*WORK REQUIRED*:
You are to retype all of the data exactly as it appears.

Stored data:

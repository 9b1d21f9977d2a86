//! Predict command implementation.

use crate::commands::train_model;
use crate::error::{CliError, Result};
use crate::output::{format_prediction, NeighborRow, PredictionReport};
use crate::{OutputFormat, TrainingArgs};

/// Run the predict command - trains, then classifies one vector.
pub fn run(
    training: &TrainingArgs,
    vector: &str,
    neighbors: usize,
    format: OutputFormat,
) -> Result<()> {
    let query = parse_vector(vector)?;
    let run = train_model(training)?;

    let (label, voters) = run.model.classify(&query, neighbors)?;
    let nearest = voters
        .into_iter()
        .map(|n| NeighborRow { record: n.index, label: n.label, distance: n.distance })
        .collect();

    let report = PredictionReport { label, neighbors: nearest };
    println!("{}", format_prediction(&report, format)?);
    Ok(())
}

/// Parse a comma-separated list of non-negative integers.
fn parse_vector(input: &str) -> Result<Vec<u32>> {
    if input.trim().is_empty() {
        return Err(CliError::InvalidInput("vector is empty".to_string()));
    }

    input
        .split(',')
        .map(|field| {
            let field = field.trim();
            field.parse::<u32>().map_err(|e| CliError::Parse(format!("feature {field:?}: {e}")))
        })
        .collect()
}

#[cfg(test)]
#[allow(clippy::unwrap_used)]
mod tests {
    use super::*;

    #[test]
    fn test_parse_vector() {
        assert_eq!(parse_vector("0, 12,255").unwrap(), vec![0, 12, 255]);
        assert_eq!(parse_vector("7").unwrap(), vec![7]);
    }

    #[test]
    fn test_parse_vector_rejects_bad_fields() {
        assert!(matches!(parse_vector("1,,2"), Err(CliError::Parse(_))));
        assert!(matches!(parse_vector("1,-2"), Err(CliError::Parse(_))));
        assert!(matches!(parse_vector("  "), Err(CliError::InvalidInput(_))));
    }
}
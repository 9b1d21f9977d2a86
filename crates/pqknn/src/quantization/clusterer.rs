//! The clustering capability the trainer depends on.

use crate::distance::nearest_centroid;
use crate::error::{PqError, Result};

use super::training::{KMeans, KMeansConfig};

/// A clustering algorithm usable for learning codebooks.
///
/// Implementations must assign samples to centroids by squared Euclidean
/// distance, since that is the metric the predictor uses for its distance
/// table. The trainer validates whatever `fit` returns, so a misbehaving
/// implementation surfaces as [`PqError::Clustering`] rather than bad codes.
pub trait Clusterer: Send + Sync {
    /// Cluster `samples` into exactly `k` centroids.
    ///
    /// `seed` is derived from the model configuration and the sub-vector
    /// position; deterministic implementations should honour it.
    ///
    /// # Errors
    ///
    /// Returns an error if the samples cannot be clustered into `k` groups.
    fn fit(&self, samples: &[&[f32]], k: usize, seed: u64) -> Result<Vec<Vec<f32>>>;

    /// Index of the centroid nearest to `sample`.
    ///
    /// # Errors
    ///
    /// The default implementation fails only when `centroids` is empty.
    fn predict(&self, sample: &[f32], centroids: &[Vec<f32>]) -> Result<usize> {
        nearest_centroid(sample, centroids)
            .ok_or_else(|| PqError::Clustering("no centroids to assign to".to_string()))
    }
}

/// [`Clusterer`] backed by [`KMeans`].
#[derive(Debug, Clone, Copy, PartialEq)]
pub struct KMeansClusterer {
    max_iterations: usize,
    convergence_threshold: f32,
}

impl Default for KMeansClusterer {
    fn default() -> Self {
        let defaults = KMeansConfig::default();
        Self::new(defaults.max_iterations, defaults.convergence_threshold)
    }
}

impl KMeansClusterer {
    /// Create a k-means clusterer.
    #[must_use]
    pub const fn new(max_iterations: usize, convergence_threshold: f32) -> Self {
        Self { max_iterations, convergence_threshold }
    }
}

impl Clusterer for KMeansClusterer {
    fn fit(&self, samples: &[&[f32]], k: usize, seed: u64) -> Result<Vec<Vec<f32>>> {
        let config = KMeansConfig::new(k)
            .with_max_iterations(self.max_iterations)
            .with_convergence_threshold(self.convergence_threshold)
            .with_seed(seed);

        let kmeans = KMeans::train(samples, &config)?;
        tracing::debug!(
            k,
            samples = samples.len(),
            iterations = kmeans.iterations,
            inertia = kmeans.inertia,
            "k-means finished"
        );
        Ok(kmeans.centroids)
    }
}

*RESULT OF THIS TASK*:
repository 9b1d21f9977d2a86
//! Predict command implementation.

use crate::commands::train_model;
use crate::error::{CliError, Result};
use crate::output::{format_prediction, NeighborRow, PredictionReport};
use crate::{OutputFormat, TrainingArgs};

/// Run the predict command - trains, then classifies one vector.
pub fn run(
    training: &TrainingArgs,
    vector: &str,
    neighbors: usize,
    format: OutputFormat,
) -> Result<()> {
    let query = parse_vector(vector)?;
    let run = train_model(training)?;

    let (label, voters) = run.model.classify(&query, neighbors)?;
    let nearest = voters
        .into_iter()
        .map(|n| NeighborRow { record: n.index, label: n.label, distance: n.distance })
        .collect();

    let report = PredictionReport { label, neighbors: nearest };
    println!("{}", format_prediction(&report, format)?);
    Ok(())
}

/// Parse a comma-separated list of non-negative integers.
fn parse_vector(input: &str) -> Result<Vec<u32>> {
    if input.trim().is_empty() {
        return Err(CliError::InvalidInput("vector is empty".to_string()));
    }

    input
        .split(',')
        .map(|field| {
            let field = field.trim();
            field.parse::<u32>().map_err(|e| CliError::Parse(format!("feature {field:?}: {e}")))
        })
        .collect()
}

#[cfg(test)]
#[allow(clippy::unwrap_used)]
mod tests {
    use super::*;

    #[test]
    fn test_parse_vector() {
        assert_eq!(parse_vector("0, 12,255").unwrap(), vec![0, 12, 255]);
        assert_eq!(parse_vector("7").unwrap(), vec![7]);
    }

    #[test]
    fn test_parse_vector_rejects_bad_fields() {
        assert!(matches!(parse_vector("1,,2"), Err(CliError::Parse(_))));
        assert!(matches!(parse_vector("1,-2"), Err(CliError::Parse(_))));
        assert!(matches!(parse_vector("  "), Err(CliError::InvalidInput(_))));
    }
}
repository 9b1d21f9977d2a86
filename crates/pqknn/src/quantization/clusterer.rs
//! The clustering capability the trainer depends on.

use crate::distance::nearest_centroid;
use crate::error::{PqError, Result};

use super::training::{KMeans, KMeansConfig};

/// A clustering algorithm usable for learning codebooks.
///
/// Implementations must assign samples to centroids by squared Euclidean
/// distance, since that is the metric the predictor uses for its distance
/// table. The trainer validates whatever `fit` returns, so a misbehaving
/// implementation surfaces as [`PqError::Clustering`] rather than bad codes.
pub trait Clusterer: Send + Sync {
    /// Cluster `samples` into exactly `k` centroids.
    ///
    /// `seed` is derived from the model configuration and the sub-vector
    /// position; deterministic implementations should honour it.
    ///
    /// # Errors
    ///
    /// Returns an error if the samples cannot be clustered into `k` groups.
    fn fit(&self, samples: &[&[f32]], k: usize, seed: u64) -> Result<Vec<Vec<f32>>>;

    /// Index of the centroid nearest to `sample`.
    ///
    /// # Errors
    ///
    /// The default implementation fails only when `centroids` is empty.
    fn predict(&self, sample: &[f32], centroids: &[Vec<f32>]) -> Result<usize> {
        nearest_centroid(sample, centroids)
            .ok_or_else(|| PqError::Clustering("no centroids to assign to".to_string()))
    }
}

/// [`Clusterer`] backed by [`KMeans`].
#[derive(Debug, Clone, Copy, PartialEq)]
pub struct KMeansClusterer {
    max_iterations: usize,
    convergence_threshold: f32,
}

impl Default for KMeansClusterer {
    fn default() -> Self {
        let defaults = KMeansConfig::default();
        Self::new(defaults.max_iterations, defaults.convergence_threshold)
    }
}

impl KMeansClusterer {
    /// Create a k-means clusterer.
    #[must_use]
    pub const fn new(max_iterations: usize, convergence_threshold: f32) -> Self {
        Self { max_iterations, convergence_threshold }
    }
}

impl Clusterer for KMeansClusterer {
    fn fit(&self, samples: &[&[f32]], k: usize, seed: u64) -> Result<Vec<Vec<f32>>> {
        let config = KMeansConfig::new(k)
            .with_max_iterations(self.max_iterations)
            .with_convergence_threshold(self.convergence_threshold)
            .with_seed(seed);

        let kmeans = KMeans::train(samples, &config)?;
        tracing::debug!(
            k,
            samples = samples.len(),
            iterations = kmeans.iterations,
            inertia = kmeans.inertia,
            "k-means finished"
        );
        Ok(kmeans.centroids)
    }
}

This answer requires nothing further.